Well, I was right. I wish I was not for once. That guy manipulated Marco in such an absurd way, he intoxicated him with all his words and attention for months, and then he just disappeared. I’m not joking, he REALLY disappeared. One day, he left Marco alone in an amusement park and Marco lost track of him for days. He appeared some time later and texted him, saying that he wasn’t attracted to him and that he didn’t want to continue their affair, without any clarification. Marco tried everything in order to understand what was the reason for such a sudden decision and he spent entire days in despair, trying to figure out if he did something wrong, if he was the problem. He wasn’t the problem, apparently, since he saw Salvatore and another guy some weeks later. Salvatore ignored him completely. And that’s not the worst part of the story. Salvatore texted Marco again in May, telling him that he was sorry for his behavior and that he wanted to, you know, fix everything. Marco was clearly not ready to start something again with him after all the pain he had caused, so he told him that he didn’t want to meet up again. Good heavens. He sent, like, one hundred text messages, saying that he dated him just for fun, that he had problems with himself, that he was disgusting and no one would really like him. Kind of a narcissist. No need to say how Marco felt bad for this.

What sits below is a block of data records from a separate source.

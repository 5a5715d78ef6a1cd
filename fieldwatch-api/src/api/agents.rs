//! Agent registration, lookup, deletion, and incident videos

use axum::{
    extract::{Path, State},
    http::StatusCode,
    Json,
};
use fieldwatch_common::db::{Agent, IncidentVideo, NewAgent, SubmissionRecord};
use fieldwatch_common::store::{AgentDirectory, SubmissionProvider};
use serde::Deserialize;
use tracing::info;

use crate::error::{ApiError, ApiJson, ApiResult};
use crate::AppState;

/// POST /api/agents
pub async fn register_agent(
    State(state): State<AppState>,
    ApiJson(new): ApiJson<NewAgent>,
) -> ApiResult<(StatusCode, Json<Agent>)> {
    let agent = state.store.register(new).await?;

    info!(
        agent_code = %agent.agent_code,
        ward_code = %agent.ward_code,
        "Agent registered"
    );

    Ok((StatusCode::CREATED, Json(agent)))
}

/// GET /api/agents/:code
pub async fn get_agent(
    State(state): State<AppState>,
    Path(code): Path<String>,
) -> ApiResult<Json<Agent>> {
    let agent = load_agent(&state, &code).await?;
    Ok(Json(agent))
}

/// DELETE /api/agents/:code
///
/// Removes the agent together with its submission, candidate rows, and videos.
pub async fn delete_agent(
    State(state): State<AppState>,
    Path(code): Path<String>,
) -> ApiResult<StatusCode> {
    if !state.store.delete(&code).await? {
        return Err(ApiError::NotFound(format!("Agent not found: {}", code)));
    }

    info!(agent_code = %code, "Agent deleted");
    Ok(StatusCode::NO_CONTENT)
}

/// GET /api/agents/:code/submission
pub async fn get_agent_submission(
    State(state): State<AppState>,
    Path(code): Path<String>,
) -> ApiResult<Json<SubmissionRecord>> {
    load_agent(&state, &code).await?;

    let submission = state
        .store
        .find_by_agent_code(&code)
        .await?
        .ok_or_else(|| ApiError::NotFound(format!("No submission for agent {}", code)))?;

    let record = state
        .store
        .find_by_id(&submission.id)
        .await?
        .ok_or_else(|| ApiError::NotFound(format!("Submission not found: {}", submission.id)))?;

    Ok(Json(record))
}

/// Body of POST /api/agents/:code/videos
#[derive(Debug, Deserialize)]
pub struct VideoRequest {
    pub video_url: String,
    #[serde(default)]
    pub description: Option<String>,
}

/// POST /api/agents/:code/videos
pub async fn add_video(
    State(state): State<AppState>,
    Path(code): Path<String>,
    ApiJson(request): ApiJson<VideoRequest>,
) -> ApiResult<(StatusCode, Json<IncidentVideo>)> {
    load_agent(&state, &code).await?;

    let video = state
        .store
        .add_video(
            &code,
            &request.video_url,
            request.description,
            state.max_videos_per_agent,
        )
        .await?;

    info!(agent_code = %code, video_id = %video.id, "Incident video recorded");
    Ok((StatusCode::CREATED, Json(video)))
}

/// GET /api/agents/:code/videos
pub async fn list_videos(
    State(state): State<AppState>,
    Path(code): Path<String>,
) -> ApiResult<Json<Vec<IncidentVideo>>> {
    load_agent(&state, &code).await?;
    Ok(Json(state.store.list_videos(&code).await?))
}

async fn load_agent(state: &AppState, code: &str) -> ApiResult<Agent> {
    state
        .store
        .find_by_code(code)
        .await?
        .ok_or_else(|| ApiError::NotFound(format!("Agent not found: {}", code)))
}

Marco’s that kind of person who tries to hide his vulnerability with a heavy armor and he wasn’t ready to find someone who could actually destroy it in such a short time. Salvatore left him alone, with no certainties, no trusts, no lights. Bit of a blow for him. It took a long time for him to heal, and he had some very hard times. I still remember one or two episodes when he panicked so much that he couldn’t even breathe. We told him to, you know, think about starting a psycho-terapy journey, but he didn’t want to. I stopped thinking about it when I saw him looking fine these months.
But now, here we go again. Marco has a natural talent for falling in love with people who will never love him back, but this time he definitely crossed a line. When he told me he had a crush on Giacomo, I knew it would have not been a passing thing, despite what Lisa and Anna thought. I tried immediately to warn him because, God, I KNEW it would have ended this way. There we are! Giacomo figured it out and Marco’s heart will break as never before. I mean, it could be told in thousands of ways, but it’s still a reject. Besides, Tommaso told me that Giacomo is dating his ex-girlfriend and Marco still doesn’t know it, and I feel like I’m such a terrible friend for not doing that, but I’m just so scared of his reaction… And now, things are even worse! I can’t hide it. He must know. But I really don’t want to ruin his holidays… Should I wait until the end of Christmas time?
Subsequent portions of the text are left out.